ここで気を付けたいのは、「選択可能な治療方法をいろいろと提示し患者に選ばせる」という「カタログ販売方式」は、一般的に「患者」にとっては、一見よさそうに見えて実は後々あまり良い評判には繋がらない、ということです。

 

患者にとっては、その時の事情によって「とりあえず今は・・・」という選択が出来るので、親切な歯科医院のように思われるかもしれませんが、その結果、治療個所に不具合が出来た時などに、歯科医業の「腕」の問題と判断されるのは十分に想定されうることです。

 

残念ながら、診療中の患者さんの目の前に資料などを拡げ「治療法を選んでください」と言われて困った、という患者さんの声を耳にすることも現実にさほど珍しい事ではありません。

 

そういう時、患者の心理としてはどう反応してどう考えると思われますか。

 

身近で起きたケースの場合

実際に耳にしたケースについてお話しますね。

 

◆まず、その場は「時間を下さい」で応急処置に留める

 

◆次に 家族や周囲の知人などに相談する。

家族も知人も普通は歯科医業従事者ではなく判断材料がないため、

他の医院で「セカンドオピニオン」を得るように勧めるしかない。

 

◆結果、

最悪の場合はその患者は「セカンドオピニオン」を得るつもりで訪れた歯科医院で適切な治療法を明確に説明してもらえた場合、その医院に乗り換える。

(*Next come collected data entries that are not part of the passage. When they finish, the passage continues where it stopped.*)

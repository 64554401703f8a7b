use chrono::Duration;

/// Format a phone number for display
/// Handles various input formats and normalizes to +1 (XXX) XXX-XXXX
pub fn format_phone(phone: &str) -> String {
    let digits: String = phone.chars().filter(|c| c.is_ascii_digit()).collect();

    match digits.len() {
        10 => format!("({}) {}-{}", &digits[0..3], &digits[3..6], &digits[6..10]),
        11 if digits.starts_with('1') => format!(
            "+1 ({}) {}-{}",
            &digits[1..4],
            &digits[4..7],
            &digits[7..11]
        ),
        _ => phone.to_string(), // Return original if can't format
    }
}

/// Truncate a string to a maximum length, adding ellipsis if needed
pub fn truncate_string(s: &str, max_len: usize) -> String {
    if s.chars().count() <= max_len {
        s.to_string()
    } else if max_len <= 3 {
        s.chars().take(max_len).collect()
    } else {
        let truncated: String = s.chars().take(max_len - 3).collect();
        format!("{}...", truncated)
    }
}

/// Elapsed time as m:ss
pub fn format_elapsed(elapsed: Duration) -> String {
    let total = elapsed.num_seconds().max(0);
    format!("{}:{:02}", total / 60, total % 60)
}

/// Human readable age of cached data ("just now", "5m ago", "2h ago", "3d ago")
pub fn age_display(age: Duration) -> String {
    let minutes = age.num_minutes();
    if minutes < 1 {
        // Negative ages come from clock skew
        "just now".to_string()
    } else if minutes < 60 {
        format!("{}m ago", minutes)
    } else if minutes < 1440 {
        let hours = minutes / 60;
        if minutes % 60 >= 30 {
            format!("{}h ago", hours + 1)
        } else {
            format!("{}h ago", hours)
        }
    } else {
        let days = minutes / 1440;
        if (minutes % 1440) / 60 >= 12 {
            format!("{}d ago", days + 1)
        } else {
            format!("{}d ago", days)
        }
    }
}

治療に戻ってきて、患者自ら選択した方法で治療法を受ける。

 

但し、先にお話した通り、

その後不具合が起きた場合、患者は自分の選択の間違いであったとは絶対に考えません。

そしてその患者は、

その後、何度かは再診を受けるかもしれませんが、

再診を繰り返せば繰り返すほど、医院に対して「腕が悪い」という印象を拭いきれなくなります。

 

次に何が起きるかと言えば、

知人や家族に「腕が悪い」という悪評を拡げることになり、

そうなると防ぎようもなく本来の「腕」と関係なく評判は拡がります。

ほとんどの開業医は地域に根差した診療を主としていますので、

「経営」に暗雲が立ち込めることにもなりかねません。

 

従って、

歯科医が、その時の最善最適で持続性のある方法を勧めず、患者に治療方法を選ばせる

という行為は、

医療従事者としてまた経営者として

取り返しのつかないことになるリスクを孕んでいることになります。

 

更に言うと・・・

勤務医に「カタログ販売」をさせたケース

 

「勤務医にはノルマを課しているの?」とか要らぬ疑いを招くことになり

もっと印象が悪くなっているのを、知人からも聞いたことがありますし、

何度か街の立ち話で耳にしたこともありました。

話している等の本人たちの様子は最悪ですので、

周囲で耳にした人達がどう感じるか、といえば想像に難くありません。

 

どんなことでも、悪い話は拡がるのが早いです。

 

立ち話とは言え、同じ町に住む人がたまたま耳にしてしまえば

「営業優先で評判が悪い歯科医院」という印象を払拭する機会は二度と訪れなくなります。

 

望ましい「再来院」は、治療を完了し「患者」という立場を卒業したあと、

大きな信頼関係を築いて「予防」のために定期的に通ってくれることですよね。

 

患者の立場としても、本音は同じです。

「出来ればまた治療を受けるようなことになりたくない」と望んでいることに変わりはないので、

その点の工夫が、先生方の経営手腕の真骨頂ということになると思います。